*** DATA IN THIS EXERCISE Section Begins ***

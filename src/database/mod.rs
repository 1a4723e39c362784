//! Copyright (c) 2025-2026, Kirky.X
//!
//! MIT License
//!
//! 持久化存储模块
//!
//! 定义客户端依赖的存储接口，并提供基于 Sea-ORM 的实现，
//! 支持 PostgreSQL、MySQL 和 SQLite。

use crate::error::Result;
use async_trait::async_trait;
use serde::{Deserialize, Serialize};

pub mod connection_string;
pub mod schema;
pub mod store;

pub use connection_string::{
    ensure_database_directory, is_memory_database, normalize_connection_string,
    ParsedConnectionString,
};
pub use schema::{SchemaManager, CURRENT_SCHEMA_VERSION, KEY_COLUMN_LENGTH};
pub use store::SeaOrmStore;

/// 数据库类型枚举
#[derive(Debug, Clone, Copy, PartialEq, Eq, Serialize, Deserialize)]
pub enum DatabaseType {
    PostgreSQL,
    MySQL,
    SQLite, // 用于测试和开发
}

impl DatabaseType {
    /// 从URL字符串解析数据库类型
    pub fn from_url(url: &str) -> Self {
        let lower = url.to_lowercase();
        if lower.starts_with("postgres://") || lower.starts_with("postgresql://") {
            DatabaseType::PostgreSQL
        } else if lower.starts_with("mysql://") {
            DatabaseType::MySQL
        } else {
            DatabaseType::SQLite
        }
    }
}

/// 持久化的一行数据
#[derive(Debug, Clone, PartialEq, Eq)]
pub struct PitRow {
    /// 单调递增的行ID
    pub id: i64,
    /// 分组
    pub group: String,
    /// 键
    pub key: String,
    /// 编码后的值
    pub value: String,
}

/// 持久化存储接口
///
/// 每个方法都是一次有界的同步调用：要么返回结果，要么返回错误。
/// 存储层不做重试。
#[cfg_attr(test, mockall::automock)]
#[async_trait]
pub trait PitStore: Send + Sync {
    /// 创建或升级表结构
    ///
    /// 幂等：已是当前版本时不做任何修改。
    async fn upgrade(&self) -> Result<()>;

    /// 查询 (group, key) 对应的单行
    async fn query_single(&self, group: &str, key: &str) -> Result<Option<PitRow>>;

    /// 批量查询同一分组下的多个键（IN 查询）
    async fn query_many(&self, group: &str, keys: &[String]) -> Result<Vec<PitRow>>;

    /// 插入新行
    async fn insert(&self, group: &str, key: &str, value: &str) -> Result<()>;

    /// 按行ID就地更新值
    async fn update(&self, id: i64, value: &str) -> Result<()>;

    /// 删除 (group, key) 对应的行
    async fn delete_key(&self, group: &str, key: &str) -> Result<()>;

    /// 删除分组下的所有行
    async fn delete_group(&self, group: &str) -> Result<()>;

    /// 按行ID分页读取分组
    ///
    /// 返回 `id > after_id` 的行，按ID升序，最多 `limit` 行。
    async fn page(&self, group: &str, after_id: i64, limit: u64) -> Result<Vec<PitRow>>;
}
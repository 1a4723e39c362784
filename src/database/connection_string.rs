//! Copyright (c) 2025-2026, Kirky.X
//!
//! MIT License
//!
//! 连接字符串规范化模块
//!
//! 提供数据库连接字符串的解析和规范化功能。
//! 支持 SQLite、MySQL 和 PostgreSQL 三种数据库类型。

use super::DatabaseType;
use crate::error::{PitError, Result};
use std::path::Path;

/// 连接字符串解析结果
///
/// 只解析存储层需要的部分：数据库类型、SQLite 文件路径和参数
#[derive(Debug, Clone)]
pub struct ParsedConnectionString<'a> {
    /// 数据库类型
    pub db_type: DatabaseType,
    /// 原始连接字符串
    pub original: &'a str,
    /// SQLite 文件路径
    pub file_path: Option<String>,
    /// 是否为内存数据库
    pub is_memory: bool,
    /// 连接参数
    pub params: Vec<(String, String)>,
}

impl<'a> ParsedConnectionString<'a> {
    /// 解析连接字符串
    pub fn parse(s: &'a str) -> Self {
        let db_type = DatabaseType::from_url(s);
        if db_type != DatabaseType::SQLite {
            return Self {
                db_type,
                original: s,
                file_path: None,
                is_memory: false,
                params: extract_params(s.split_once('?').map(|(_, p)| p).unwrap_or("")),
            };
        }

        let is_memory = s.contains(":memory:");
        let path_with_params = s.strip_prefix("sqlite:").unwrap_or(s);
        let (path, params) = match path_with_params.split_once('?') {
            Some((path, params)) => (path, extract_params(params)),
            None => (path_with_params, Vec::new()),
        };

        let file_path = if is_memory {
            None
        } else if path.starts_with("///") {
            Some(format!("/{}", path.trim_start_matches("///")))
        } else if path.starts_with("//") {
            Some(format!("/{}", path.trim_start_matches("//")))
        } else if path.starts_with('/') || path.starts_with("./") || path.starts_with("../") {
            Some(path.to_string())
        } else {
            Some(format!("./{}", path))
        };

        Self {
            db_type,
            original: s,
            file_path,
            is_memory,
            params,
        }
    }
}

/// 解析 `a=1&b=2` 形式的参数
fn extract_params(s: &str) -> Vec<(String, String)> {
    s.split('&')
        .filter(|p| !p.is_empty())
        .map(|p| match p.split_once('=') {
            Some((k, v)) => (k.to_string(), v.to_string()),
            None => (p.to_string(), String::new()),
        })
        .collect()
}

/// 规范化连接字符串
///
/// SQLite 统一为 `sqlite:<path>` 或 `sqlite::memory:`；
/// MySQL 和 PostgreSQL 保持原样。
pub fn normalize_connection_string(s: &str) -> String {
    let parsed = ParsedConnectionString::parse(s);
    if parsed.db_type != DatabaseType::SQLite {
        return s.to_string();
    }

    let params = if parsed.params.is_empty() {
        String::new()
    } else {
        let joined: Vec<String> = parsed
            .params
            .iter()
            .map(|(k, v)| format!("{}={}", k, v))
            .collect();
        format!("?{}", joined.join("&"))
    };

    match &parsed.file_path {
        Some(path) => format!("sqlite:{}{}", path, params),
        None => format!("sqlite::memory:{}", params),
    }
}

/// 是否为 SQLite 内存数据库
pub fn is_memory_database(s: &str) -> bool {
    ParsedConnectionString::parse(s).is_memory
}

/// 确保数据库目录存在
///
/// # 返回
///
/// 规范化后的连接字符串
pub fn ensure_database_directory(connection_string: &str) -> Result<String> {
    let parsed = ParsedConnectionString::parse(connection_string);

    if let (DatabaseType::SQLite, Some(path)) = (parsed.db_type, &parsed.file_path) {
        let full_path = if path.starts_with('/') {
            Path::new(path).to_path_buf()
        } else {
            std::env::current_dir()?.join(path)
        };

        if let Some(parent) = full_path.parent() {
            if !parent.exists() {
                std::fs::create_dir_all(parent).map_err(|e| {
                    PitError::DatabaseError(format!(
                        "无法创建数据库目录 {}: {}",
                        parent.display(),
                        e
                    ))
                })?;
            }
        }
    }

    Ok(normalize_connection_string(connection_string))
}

*** DATA IN THIS EXERCISE Section Ends ***

**TASK TO COMPLETE:** Extract every line above that contains the word "PartialEq".

**WORKED SOLUTION:**
#[derive(Debug, Clone, Copy, PartialEq, Eq, Serialize, Deserialize)]
#[derive(Debug, Clone, PartialEq, Eq)]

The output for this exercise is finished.